Codex Vaticanus B

by Anonymous

Also known as: Codex Vaticanus 3773, Vaticanus B, Vat.lat.3773, Codice Vaticano Rituale, Códice Fábrega

Codex Vaticanus B cover
Written:1400-1600 CE
Length:49 pages, (~1.5 hours)
Codex Vaticanus B cover
A Central Mexican screenfold ritual and calendrical codex of the Borgia Group, Codex Vaticanus B presents divinatory almanacs, deity sequences, and directional schemes associated with the 260-day count and related rites.

Description

Codex Vaticanus B is a small-format deerskin screenfold painted on white gesso, aligned with the Borgia Group of Central Mexican ritual manuscripts. Likely created in the Mixteca–Puebla sphere before the Spanish conquest, it encodes divinatory knowledge for daykeepers and priests through pictorial sequences: the tonalpohualli, directional and rain almanacs, patron-deity tables, and auguries tied to life passages and celestial cycles. Like its sister codices, it maps gods, time periods, and mantic images into a quincunx cosmos, linking ritual practice to agricultural fertility, warfare, marriage, and healing. Read left to right (unlike Codex Borgia), it served as a portable handbook for prognostication and ceremonial timing rather than a continuous written narrative.

Historiography

The manuscript is part of the Borgia Group (with Borgia, Cospi, Fejérváry–Mayer, Laud), generally ascribed to the Mixteca–Puebla tradition. Its provenience is often placed in Puebla; its style and content parallel sections in Codex Borgia and Cospi, including the opening tonalpohualli in extenso. The Vatican Library preserves it as Vat.lat.3773, and high-resolution images are available via DigiVatLib.

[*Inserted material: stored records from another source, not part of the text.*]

//! The battle session: two deadlines, one snapshot, at most one decision.
//!
//! A [`BattleSession`] is created when a battle starts and lives until it
//! either produces a [`Decision`] or is told the battle ended. In between
//! it just remembers the latest snapshot the server sent.
//!
//! ```text
//!            early check (T1)            end check (T2)
//!   Active ──────────────────→ Triggered ←──────────── Active
//!     │        own == 0 &&                   own == 0
//!     │        opposing > threshold
//!     └──(terminate)──→ Closed
//! ```
//!
//! # Concurrency
//!
//! Each deadline is its own tokio task sleeping until `start + T`. The
//! tasks and the inbound loop (calling [`update`](BattleSession::update)
//! and [`terminate`](BattleSession::terminate)) all go through one
//! `std::sync::Mutex`. The state check, the state change, and handing the
//! decision to the reporter happen under that lock, so two checks racing
//! each other can never both fire. The lock is never held across an
//! `.await`.

use std::sync::{Arc, Mutex, MutexGuard, PoisonError};

use livewire_protocol::{Command, Envelope, RoomId};
use serde::de::DeserializeOwned;
use tokio::task::AbortHandle;
use tokio::time::{self, Instant};
use tracing::{debug, info};

use crate::snapshot::{MembersSnapshot, ProcessSnapshot, Recorded, Snapshot, Votes};
use crate::{BattleCategory, BattleConfig, BattleError, Decision, ResultReporter};

// ---------------------------------------------------------------------------
// BattleState
// ---------------------------------------------------------------------------

/// Where a session is in its lifecycle.
///
/// `Triggered` and `Closed` are terminal: nothing moves a session out
/// of them.
#[derive(Debug, Clone, Copy, PartialEq, Eq)]
pub enum BattleState {
    /// Waiting for a deadline or an end signal.
    Active,
    /// A check fired and the decision was reported.
    Triggered,
    /// The battle ended before any check fired.
    Closed,
}

impl BattleState {
    pub fn is_terminal(self) -> bool {
        !matches!(self, Self::Active)
    }
}

/// Which deadline is running.
#[derive(Debug, Clone, Copy, PartialEq, Eq)]
enum Check {
    Early,
    End,
}

// ---------------------------------------------------------------------------
// Shared state
// ---------------------------------------------------------------------------

struct Inner {
    state: BattleState,
    snapshot: Snapshot,
    timers: Vec<AbortHandle>,
}

impl Inner {
    fn cancel_timers(&mut self) {
        // Aborting a finished task (or the one currently running this
        // code, which has no `.await` left) does nothing.
        for timer in self.timers.drain(..) {
            timer.abort();
        }
    }
}

/// What the timer tasks and the session handle share.
struct Shared {
    room_id: RoomId,
    category: BattleCategory,
    threshold: u64,
    token: String,
    reporter: Arc<dyn ResultReporter>,
    inner: Mutex<Inner>,
}

impl Shared {
    /// A panic while holding the lock can't leave `Inner` half-updated
    /// in a way that matters, so a poisoned lock is simply reused.
    fn lock(&self) -> MutexGuard<'_, Inner> {
        self.inner.lock().unwrap_or_else(PoisonError::into_inner)
    }

    fn run_check(&self, check: Check) {
        let mut inner = self.lock();
        if inner.state.is_terminal() {
            debug!(room = %self.room_id, ?check, state = ?inner.state, "check skipped, session already terminal");
            return;
        }

        let votes = inner.snapshot.votes(self.category, self.room_id);
        let fire = match check {
            Check::Early => votes.own == 0 && votes.opposing > self.threshold,
            Check::End => votes.own == 0,
        };

        if !fire {
            info!(
                room = %self.room_id,
                ?check,
                own = votes.own,
                opposing = votes.opposing,
                "check passed, no decision"
            );
            return;
        }

        inner.state = BattleState::Triggered;
        inner.cancel_timers();

        let decision = Decision {
            category: self.category,
            room_id: self.room_id,
            data: inner.snapshot.decision_data(self.category),
            token: self.token.clone(),
        };
        info!(
            room = %self.room_id,
            category = %self.category,
            ?check,
            own = votes.own,
            opposing = votes.opposing,
            "decision triggered"
        );
        self.reporter.report(decision);
    }
}

// ---------------------------------------------------------------------------
// BattleSession
// ---------------------------------------------------------------------------

/// One battle, from start signal to terminal outcome.
///
/// Must be created inside a tokio runtime: construction spawns the two
/// deadline tasks. Dropping the session cancels them.
pub struct BattleSession {
    shared: Arc<Shared>,
}

impl BattleSession {
    /// Starts a session and its two deadlines, measured from now.
    pub fn start(
        room_id: RoomId,
        category: BattleCategory,
        config: BattleConfig,
        reporter: Arc<dyn ResultReporter>,
    ) -> Self {
        let config = config.validated();
        let shared = Arc::new(Shared {
            room_id,
            category,
            threshold: config.opponent_votes_threshold,
            token: config.token.clone(),
            reporter,
            inner: Mutex::new(Inner {
                state: BattleState::Active,
                snapshot: Snapshot::default(),
                timers: Vec::with_capacity(2),
            }),
        });

        let started = Instant::now();
        let timers = vec![
            spawn_check(&shared, started + config.early_check(), Check::Early),
            spawn_check(&shared, started + config.end_check(), Check::End),
        ];
        shared.lock().timers = timers;

        info!(
            room = %room_id,
            %category,
            early_secs = config.early_check_secs,
            end_secs = config.end_check_secs,
            "battle session started"
        );

        Self { shared }
    }

    pub fn room_id(&self) -> RoomId {
        self.shared.room_id
    }

    pub fn category(&self) -> BattleCategory {
        self.shared.category
    }

    pub fn state(&self) -> BattleState {
        self.shared.lock().state
    }

    /// A copy of what the session currently knows.
    pub fn snapshot(&self) -> Snapshot {
        self.shared.lock().snapshot.clone()
    }

    /// The votes the next check would see.
    pub fn votes(&self) -> Votes {
        self.shared
            .lock()
            .snapshot
            .votes(self.shared.category, self.shared.room_id)
    }

    /// Replaces the latest snapshot of the kind `envelope` carries.
    ///
    /// Never compares or reports anything. Once the session is terminal
    /// this is a no-op and returns `Ok(())`.
    ///
    /// # Errors
    ///
    /// - [`BattleError::UnexpectedCommand`] if `envelope` is not a
    ///   battle update.
    /// - [`BattleError::MalformedUpdate`] if its `data` has the wrong
    ///   shape; the previous snapshot is kept.
    pub fn update(&self, envelope: &Envelope) -> Result<(), BattleError> {
        let mut inner = self.shared.lock();
        if inner.state.is_terminal() {
            debug!(room = %self.shared.room_id, command = %envelope.command, "update after terminal state ignored");
            return Ok(());
        }

        match &envelope.command {
            Command::BattleProcess => {
                inner.snapshot.process = Some(record::<ProcessSnapshot>(envelope)?);
            }
            Command::BattleInfo => {
                inner.snapshot.members = Some(record::<MembersSnapshot>(envelope)?);
            }
            other => return Err(BattleError::UnexpectedCommand(other.to_string())),
        }

        let votes = inner.snapshot.votes(self.shared.category, self.shared.room_id);
        debug!(
            room = %self.shared.room_id,
            command = %envelope.command,
            own = votes.own,
            opposing = votes.opposing,
            "battle snapshot updated"
        );
        Ok(())
    }

    /// Ends the session without a decision, unless one already fired.
    ///
    /// Cancels both deadlines. Safe to call any number of times.
    pub fn terminate(&self) -> BattleState {
        let mut inner = self.shared.lock();
        inner.cancel_timers();
        if inner.state == BattleState::Active {
            inner.state = BattleState::Closed;
            info!(room = %self.shared.room_id, "battle session closed");
        }
        inner.state
    }
}

impl Drop for BattleSession {
    fn drop(&mut self) {
        self.shared.lock().cancel_timers();
    }
}

impl std::fmt::Debug for BattleSession {
    fn fmt(&self, f: &mut std::fmt::Formatter<'_>) -> std::fmt::Result {
        f.debug_struct("BattleSession")
            .field("room_id", &self.shared.room_id)
            .field("category", &self.shared.category)
            .field("state", &self.state())
            .finish()
    }
}

// ---------------------------------------------------------------------------
// Helpers
// ---------------------------------------------------------------------------

fn spawn_check(shared: &Arc<Shared>, deadline: Instant, check: Check) -> AbortHandle {
    let shared = Arc::clone(shared);
    tokio::spawn(async move {
        time::sleep_until(deadline).await;
        shared.run_check(check);
    })
    .abort_handle()
}

fn record<T: DeserializeOwned>(envelope: &Envelope) -> Result<Recorded<T>, BattleError> {
    let raw = envelope.data().clone();
    let parsed = T::deserialize(&raw).map_err(|source| BattleError::MalformedUpdate {
        command: envelope.command.to_string(),
        source,
    })?;
    Ok(Recorded { parsed, raw })
}
//! HTTP delivery of decisions and forwarded events.
//!
//! [`HttpCollector`] is both the battle engine's [`ResultReporter`] and
//! the router's [`Forwarder`]. Every payload becomes one JSON `POST` to
//! `{base_url}/{endpoint}`, sent from its own task so callers never wait
//! on the network. Failures are logged, not retried.

use livewire_battle::{Decision, ResultReporter};
use livewire_router::{Endpoints, Forwarder, HandlerError};
use serde_json::Value;
use tokio::runtime::Handle;
use tracing::{debug, error, info, warn};

use crate::config::CollectorSection;
use crate::LivewireError;

#[derive(Debug, Clone)]
pub struct HttpCollector {
    client: reqwest::Client,
    base_url: String,
    endpoints: Endpoints,
}

impl HttpCollector {
    /// Builds the HTTP client with the configured request timeout.
    pub fn new(section: &CollectorSection) -> Result<Self, LivewireError> {
        let client = reqwest::Client::builder()
            .timeout(section.timeout())
            .build()?;
        Ok(Self {
            client,
            base_url: section.base_url.trim_end_matches('/').to_string(),
            endpoints: section.endpoints.clone(),
        })
    }

    /// Full URL for an endpoint name.
    pub fn url(&self, endpoint: &str) -> String {
        format!("{}/{}", self.base_url, endpoint.trim_start_matches('/'))
    }

    /// Spawns one POST.
    ///
    /// Returns `false` if there is no tokio runtime to spawn on.
    pub fn post(&self, endpoint: &str, payload: Value) -> bool {
        let Ok(handle) = Handle::try_current() else {
            warn!(endpoint, "no runtime, payload dropped");
            return false;
        };

        let request = self.client.post(self.url(endpoint)).json(&payload);
        let endpoint = endpoint.to_string();
        handle.spawn(async move {
            match request.send().await {
                Ok(resp) if resp.status().is_success() => {
                    debug!(%endpoint, status = %resp.status(), "collector accepted payload");
                }
                Ok(resp) => {
                    error!(%endpoint, status = %resp.status(), "collector rejected payload");
                }
                Err(e) => {
                    error!(%endpoint, error = %e, "collector request failed");
                }
            }
        });
        true
    }
}

impl ResultReporter for HttpCollector {
    fn report(&self, decision: Decision) {
        info!(
            room = %decision.room_id,
            category = %decision.category,
            endpoint = %self.endpoints.battle,
            "reporting battle decision"
        );
        self.post(&self.endpoints.battle, decision.to_payload());
    }
}

impl Forwarder for HttpCollector {
    fn forward(&self, endpoint: &str, payload: Value) -> Result<(), HandlerError> {
        if self.post(endpoint, payload) {
            Ok(())
        } else {
            Err(HandlerError::Forward {
                endpoint: endpoint.to_string(),
                reason: "no tokio runtime".to_string(),
            })
        }
    }
}
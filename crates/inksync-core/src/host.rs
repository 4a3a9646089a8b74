//! The document host: the editor the session synchronizes.
//!
//! The session never owns the scene. It reads and writes it through
//! [`DocumentHost`], passed in on every call.

use crate::element::{Element, ElementId, FileId};
use crate::files::BinaryFileData;
use crate::presence::{Collaborators, SocketId};
use kurbo::Rect;
use std::collections::{HashMap, HashSet};

/// Editor state the sync layer needs to read.
#[derive(Debug, Clone, Default, PartialEq)]
pub struct AppState {
    /// Elements being dragged, resized or text-edited right now.
    pub editing_element_ids: HashSet<ElementId>,
    pub selected_element_ids: Vec<ElementId>,
    /// Socket id of the user whose viewport we follow.
    pub user_to_follow: Option<SocketId>,
    /// Socket ids of users following us.
    pub followed_by: HashSet<SocketId>,
    /// Visible part of the scene, in scene coordinates.
    pub visible_scene_bounds: Rect,
}

pub trait DocumentHost {
    /// Every element in z-order, tombstones included.
    fn elements_including_deleted(&self) -> Vec<Element>;

    /// Live elements in z-order.
    fn elements(&self) -> Vec<Element> {
        self.elements_including_deleted()
            .into_iter()
            .filter(|el| !el.is_deleted)
            .collect()
    }

    /// Replace the scene. Must not be recorded as an undoable local edit.
    fn apply_elements(&mut self, elements: Vec<Element>);

    fn add_files(&mut self, files: Vec<BinaryFileData>);

    fn files(&self) -> HashMap<FileId, BinaryFileData>;

    fn app_state(&self) -> AppState;

    /// Scroll and zoom so `bounds` fills the viewport.
    fn zoom_to_fit_bounds(&mut self, bounds: Rect);

    fn set_followed_by(&mut self, followed_by: Vec<SocketId>);

    fn set_collaborators(&mut self, collaborators: &Collaborators);

    /// Pause or resume the host's own local persistence while collaborating.
    fn set_local_persistence_paused(&mut self, _paused: bool) {}
}

/// Headless document host keeping everything in memory.
#[derive(Debug, Default)]
pub struct MemoryDocument {
    pub elements: Vec<Element>,
    pub files: HashMap<FileId, BinaryFileData>,
    pub app_state: AppState,
    /// Socket ids of the last roster pushed by the session.
    pub collaborator_ids: Vec<SocketId>,
    /// Last bounds the session asked to zoom to.
    pub zoomed_to: Option<Rect>,
    pub persistence_paused: bool,
}

impl MemoryDocument {
    pub fn new() -> Self {
        Self::default()
    }

    pub fn with_elements(elements: Vec<Element>) -> Self {
        Self {
            elements,
            ..Self::default()
        }
    }

    pub fn element(&self, id: &str) -> Option<&Element> {
        self.elements.iter().find(|el| el.id == id)
    }

    /// Append a new element, as a local edit.
    pub fn add(&mut self, element: Element) {
        self.elements.push(element);
    }

    /// Mutate an element in place through [`Element::mutated`], as a local edit.
    pub fn mutate(&mut self, id: &str, update: impl FnOnce(&mut Element)) -> bool {
        match self.elements.iter_mut().find(|el| el.id == id) {
            Some(el) => {
                *el = el.mutated(update);
                true
            }
            None => false,
        }
    }
}

impl DocumentHost for MemoryDocument {
    fn elements_including_deleted(&self) -> Vec<Element> {
        self.elements.clone()
    }

    fn apply_elements(&mut self, elements: Vec<Element>) {
        self.elements = elements;
    }

    fn add_files(&mut self, files: Vec<BinaryFileData>) {
        self.files.extend(files.into_iter().map(|file| (file.id.clone(), file)));
    }

    fn files(&self) -> HashMap<FileId, BinaryFileData> {
        self.files.clone()
    }

    fn app_state(&self) -> AppState {
        self.app_state.clone()
    }

    fn zoom_to_fit_bounds(&mut self, bounds: Rect) {
        self.zoomed_to = Some(bounds);
    }

    fn set_followed_by(&mut self, followed_by: Vec<SocketId>) {
        self.app_state.followed_by = followed_by.into_iter().collect();
    }

    fn set_collaborators(&mut self, collaborators: &Collaborators) {
        let mut ids: Vec<SocketId> = collaborators.iter().map(|(id, _)| id.clone()).collect();
        ids.sort();
        self.collaborator_ids = ids;
    }

    fn set_local_persistence_paused(&mut self, paused: bool) {
        self.persistence_paused = paused;
    }
}

#[cfg(test)]
mod tests {
    use super::*;

    #[test]
    fn test_elements_hides_tombstones() {
        let live = Element::new("rectangle");
        let gone = Element::new("ellipse").deleted();
        let doc = MemoryDocument::with_elements(vec![live.clone(), gone]);
        assert_eq!(doc.elements(), vec![live]);
        assert_eq!(doc.elements_including_deleted().len(), 2);
    }

    #[test]
    fn test_mutate_bumps_version() {
        let el = Element::new("rectangle");
        let mut doc = MemoryDocument::with_elements(vec![el.clone()]);
        assert!(doc.mutate(&el.id, |e| e.is_deleted = true));
        let updated = doc.element(&el.id).unwrap();
        assert_eq!(updated.version, el.version + 1);
        assert!(updated.is_deleted);
        assert!(!doc.mutate("missing", |_| {}));
    }
}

Scholarship emphasizes its ritual-divinatory function, pictorial literacy, and Central Mexican cosmology.

Date Notes

Pre-Columbian/early colonial pictorial manuscript, likely produced in the Puebla-Mixteca region; now in the Vatican Library (Vat.lat.3773).

Major Characters

  • Tezcatlipoca
  • Quetzalcoatl
  • Tlaloc
  • Xipe Totec
  • Tonatiuh

Myths

  • Tonalamatl Divination
  • Gods of Rain and Wind
  • Underworld Journeys
  • Venus Almanacs and Omens

Facts

  • Member of the Borgia Group of Central Mexican ritual manuscripts.
  • Shelfmark: Vatican Library, Vat.lat.3773.
  • Likely provenance in the Puebla part of the Mixteca region.
  • Pictorial, gesso-coated deerskin screenfold with 49 pages.
  • Functions as a divinatory and ritual handbook tied to the 260-day calendar.
  • Reads left to right, unlike Codex Borgia which reads right to left.
  • Depicts deities, day signs, and mantic images arranged in directional schemes.
  • Pre-Columbian production with possible early 16th-century horizon.
  • Parallels several opening sections of Codex Borgia and Codex Cospi.
  • Digitized images available via the Vatican Library (DigiVatLib).